_INSTRUCTIONS FOR THE TASK_
An exact transcription of all the entries below is required.

===== MATERIAL TO PROCESS =====

//! The in-page engine: a document-start script carrying the whole bypass.
//!
//! The script runs inside the page, before any host-page script, and owns the
//! pieces that must react synchronously to DOM events: the rewrite pass over
//! existing and newly-injected anchors, the capture-phase click interceptor,
//! the interstitial suppressor, and the user-agent mask. It is assembled from
//! a template so every pattern and threshold stays defined once, in
//! `redirect`, shared with the native engine.

use crate::redirect;

const PAGE_SCRIPT_TEMPLATE: &str = r#"
(() => {
    'use strict';

    if (!location.href.startsWith('__MATCH_PREFIX__')) {
        return;
    }

    const TAG = '[zhihu-direct]';

    // Masquerade as ordinary traffic before any page script can sample the
    // UA, and pin the property so the host page cannot restore it.
    try {
        Object.defineProperty(navigator, 'userAgent', {
            value: navigator.userAgent.replace(/__UA_MARKER_PATTERN__/, ''),
            configurable: false,
            enumerable: true,
            writable: false
        });
    } catch (e) {
        console.warn(TAG, 'user-agent mask failed:', e);
    }

    // Peel percent-encoding layer by layer; a long http%3A wrapper carrying a
    // b64= field short-circuits to the base64 payload at whichever layer it
    // surfaces. Any malformed layer keeps the raw value.
    const decodeTarget = (raw) => {
        try {
            let decoded = raw;
            for (;;) {
                if (decoded.startsWith('__B64_PREFIX__') && decoded.length > __B64_MIN_CHARS__) {
                    const wrapped = decoded.match(/b64=([^&]*)/);
                    if (wrapped) {
                        return atob(wrapped[1]);
                    }
                }
                if (!/%[0-9A-Fa-f]{2}/.test(decoded)) {
                    return decoded;
                }
                decoded = decodeURIComponent(decoded);
            }
        } catch (e) {
            console.warn(TAG, 'target decode failed:', e);
            return raw;
        }
    };

    const rewriteAnchors = () => {
        document.querySelectorAll('a').forEach((link) => {
            try {
                const parsed = new URL(link.href);
                const isRedirect =
                    parsed.hostname === '__REDIRECT_HOST__' ||
                    parsed.pathname === '__REDIRECT_API_PATH__';
                if (!isRedirect || !parsed.searchParams.has('__TARGET_PARAM__')) {
                    return;
                }
                const fresh = link.cloneNode(true);
                fresh.href = decodeTarget(parsed.searchParams.get('__TARGET_PARAM__'));
                // Rebuild from the clone's children so no host-page click
                // handler survives on the replacement node.
                fresh.replaceWith(...fresh.childNodes);
                link.parentNode.replaceChild(fresh, link);
            } catch (e) {
                // unparseable href: leave the anchor alone
            }
        });
    };

    // Re-apply the rewrite whenever the host page injects new content.
    const observer = new MutationObserver((mutations) => {
        if (mutations.some((mutation) => mutation.type === 'childList')) {
            rewriteAnchors();
        }
    });
    observer.observe(document, {
        subtree: true,
        childList: true,
        attributes: false,
        characterData: false
    });

    rewriteAnchors();

    // Safety net for anchors clicked before a mutation callback has run:
    // capture phase, so this fires ahead of every host-page handler.
    document.addEventListener('click', (event) => {
        const link = event.target.closest('a');
        if (!link || !link.href) {
            return;
        }
        const href = link.href;
        if (!(href.includes('__CLICK_HOST_FRAGMENT__') || href.includes('__CLICK_PATH_FRAGMENT__'))) {
            return;
        }
        event.stopImmediatePropagation();
        event.preventDefault();
        let target = href;
        try {
            target = new URL(href).searchParams.get('__TARGET_PARAM__') || href;
        } catch (e) {}
        window.location.href = decodeTarget(target);
    }, true);

    // Keep the interstitial modals and blocking dialogs out of the way.
    setInterval(() => {
        document.querySelectorAll('__MODAL_SELECTORS__').forEach((modal) => modal.remove());
        window.alert = () => {};
        window.confirm = () => true;
    }, __SUPPRESSOR_INTERVAL_MS__);
})();
"#;

const ANCHOR_PROBE_TEMPLATE: &str = r#"
Array.from(document.querySelectorAll('a')).filter((link) => {
    try {
        const parsed = new URL(link.href);
        return (parsed.hostname === '__REDIRECT_HOST__' ||
                parsed.pathname === '__REDIRECT_API_PATH__') &&
               parsed.searchParams.has('__TARGET_PARAM__');
    } catch (e) {
        return false;
    }
}).length
"#;

/// Render the full page script with the shared constants spliced in.
pub fn page_script() -> String {
    splice(PAGE_SCRIPT_TEMPLATE)
}

/// JS expression counting anchors still pointing at the interstitial — the
/// post-navigation verification probe.
pub fn remaining_anchor_probe() -> String {
    splice(ANCHOR_PROBE_TEMPLATE)
}

fn splice(template: &str) -> String {
    template
        .replace("__MATCH_PREFIX__", redirect::MATCH_PREFIX)
        .replace("__REDIRECT_HOST__", redirect::REDIRECT_HOST)
        .replace("__REDIRECT_API_PATH__", redirect::REDIRECT_API_PATH)
        .replace("__TARGET_PARAM__", redirect::TARGET_PARAM)
        .replace("__B64_PREFIX__", redirect::B64_WRAPPER_PREFIX)
        .replace("__B64_MIN_CHARS__", &redirect::B64_WRAPPER_MIN_CHARS.to_string())
        .replace("__CLICK_HOST_FRAGMENT__", redirect::CLICK_HOST_FRAGMENT)
        .replace("__CLICK_PATH_FRAGMENT__", redirect::CLICK_PATH_FRAGMENT)
        .replace("__MODAL_SELECTORS__", redirect::MODAL_SELECTORS)
        .replace(
            "__SUPPRESSOR_INTERVAL_MS__",
            &redirect::SUPPRESSOR_INTERVAL_MS.to_string(),
        )
        .replace("__UA_MARKER_PATTERN__", redirect::UA_MARKER_PATTERN)
}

=====

_TASK RESULT_
//! The in-page engine: a document-start script carrying the whole bypass.
//!
//! The script runs inside the page, before any host-page script, and owns the
//! pieces that must react synchronously to DOM events: the rewrite pass over
//! existing and newly-injected anchors, the capture-phase click interceptor,
//! the interstitial suppressor, and the user-agent mask. It is assembled from
//! a template so every pattern and threshold stays defined once, in
//! `redirect`, shared with the native engine.

use crate::redirect;

const PAGE_SCRIPT_TEMPLATE: &str = r#"
(() => {
    'use strict';

    if (!location.href.startsWith('__MATCH_PREFIX__')) {
        return;
    }

    const TAG = '[zhihu-direct]';

    // Masquerade as ordinary traffic before any page script can sample the
    // UA, and pin the property so the host page cannot restore it.
    try {
        Object.defineProperty(navigator, 'userAgent', {
            value: navigator.userAgent.replace(/__UA_MARKER_PATTERN__/, ''),
            configurable: false,
            enumerable: true,
            writable: false
        });
    } catch (e) {
        console.warn(TAG, 'user-agent mask failed:', e);
    }

    // Peel percent-encoding layer by layer; a long http%3A wrapper carrying a
    // b64= field short-circuits to the base64 payload at whichever layer it
    // surfaces. Any malformed layer keeps the raw value.
    const decodeTarget = (raw) => {
        try {
            let decoded = raw;
            for (;;) {
                if (decoded.startsWith('__B64_PREFIX__') && decoded.length > __B64_MIN_CHARS__) {
                    const wrapped = decoded.match(/b64=([^&]*)/);
                    if (wrapped) {
                        return atob(wrapped[1]);
                    }
                }
                if (!/%[0-9A-Fa-f]{2}/.test(decoded)) {
                    return decoded;
                }
                decoded = decodeURIComponent(decoded);
            }
        } catch (e) {
            console.warn(TAG, 'target decode failed:', e);
            return raw;
        }
    };

    const rewriteAnchors = () => {
        document.querySelectorAll('a').forEach((link) => {
            try {
                const parsed = new URL(link.href);
                const isRedirect =
                    parsed.hostname === '__REDIRECT_HOST__' ||
                    parsed.pathname === '__REDIRECT_API_PATH__';
                if (!isRedirect || !parsed.searchParams.has('__TARGET_PARAM__')) {
                    return;
                }
                const fresh = link.cloneNode(true);
                fresh.href = decodeTarget(parsed.searchParams.get('__TARGET_PARAM__'));
                // Rebuild from the clone's children so no host-page click
                // handler survives on the replacement node.
                fresh.replaceWith(...fresh.childNodes);
                link.parentNode.replaceChild(fresh, link);
            } catch (e) {
                // unparseable href: leave the anchor alone
            }
        });
    };

    // Re-apply the rewrite whenever the host page injects new content.
    const observer = new MutationObserver((mutations) => {
        if (mutations.some((mutation) => mutation.type === 'childList')) {
            rewriteAnchors();
        }
    });
    observer.observe(document, {
        subtree: true,
        childList: true,
        attributes: false,
        characterData: false
    });

    rewriteAnchors();

    // Safety net for anchors clicked before a mutation callback has run:
    // capture phase, so this fires ahead of every host-page handler.
    document.addEventListener('click', (event) => {
        const link = event.target.closest('a');
        if (!link || !link.href) {
            return;
        }
        const href = link.href;
        if (!(href.includes('__CLICK_HOST_FRAGMENT__') || href.includes('__CLICK_PATH_FRAGMENT__'))) {
            return;
        }
        event.stopImmediatePropagation();
        event.preventDefault();
        let target = href;
        try {
            target = new URL(href).searchParams.get('__TARGET_PARAM__') || href;
        } catch (e) {}
        window.location.href = decodeTarget(target);
    }, true);

    // Keep the interstitial modals and blocking dialogs out of the way.
    setInterval(() => {
        document.querySelectorAll('__MODAL_SELECTORS__').forEach((modal) => modal.remove());
        window.alert = () => {};
        window.confirm = () => true;
    }, __SUPPRESSOR_INTERVAL_MS__);
})();
"#;

const ANCHOR_PROBE_TEMPLATE: &str = r#"
Array.from(document.querySelectorAll('a')).filter((link) => {
    try {
        const parsed = new URL(link.href);
        return (parsed.hostname === '__REDIRECT_HOST__' ||
                parsed.pathname === '__REDIRECT_API_PATH__') &&
               parsed.searchParams.has('__TARGET_PARAM__');
    } catch (e) {
        return false;
    }
}).length
"#;

/// Render the full page script with the shared constants spliced in.
pub fn page_script() -> String {
    splice(PAGE_SCRIPT_TEMPLATE)
}

/// JS expression counting anchors still pointing at the interstitial — the
/// post-navigation verification probe.
pub fn remaining_anchor_probe() -> String {
    splice(ANCHOR_PROBE_TEMPLATE)
}

fn splice(template: &str) -> String {
    template
        .replace("__MATCH_PREFIX__", redirect::MATCH_PREFIX)
        .replace("__REDIRECT_HOST__", redirect::REDIRECT_HOST)
        .replace("__REDIRECT_API_PATH__", redirect::REDIRECT_API_PATH)
        .replace("__TARGET_PARAM__", redirect::TARGET_PARAM)
        .replace("__B64_PREFIX__", redirect::B64_WRAPPER_PREFIX)
        .replace("__B64_MIN_CHARS__", &redirect::B64_WRAPPER_MIN_CHARS.to_string())
        .replace("__CLICK_HOST_FRAGMENT__", redirect::CLICK_HOST_FRAGMENT)
        .replace("__CLICK_PATH_FRAGMENT__", redirect::CLICK_PATH_FRAGMENT)
        .replace("__MODAL_SELECTORS__", redirect::MODAL_SELECTORS)
        .replace(
            "__SUPPRESSOR_INTERVAL_MS__",
            &redirect::SUPPRESSOR_INTERVAL_MS.to_string(),
        )
        .replace("__UA_MARKER_PATTERN__", redirect::UA_MARKER_PATTERN)
}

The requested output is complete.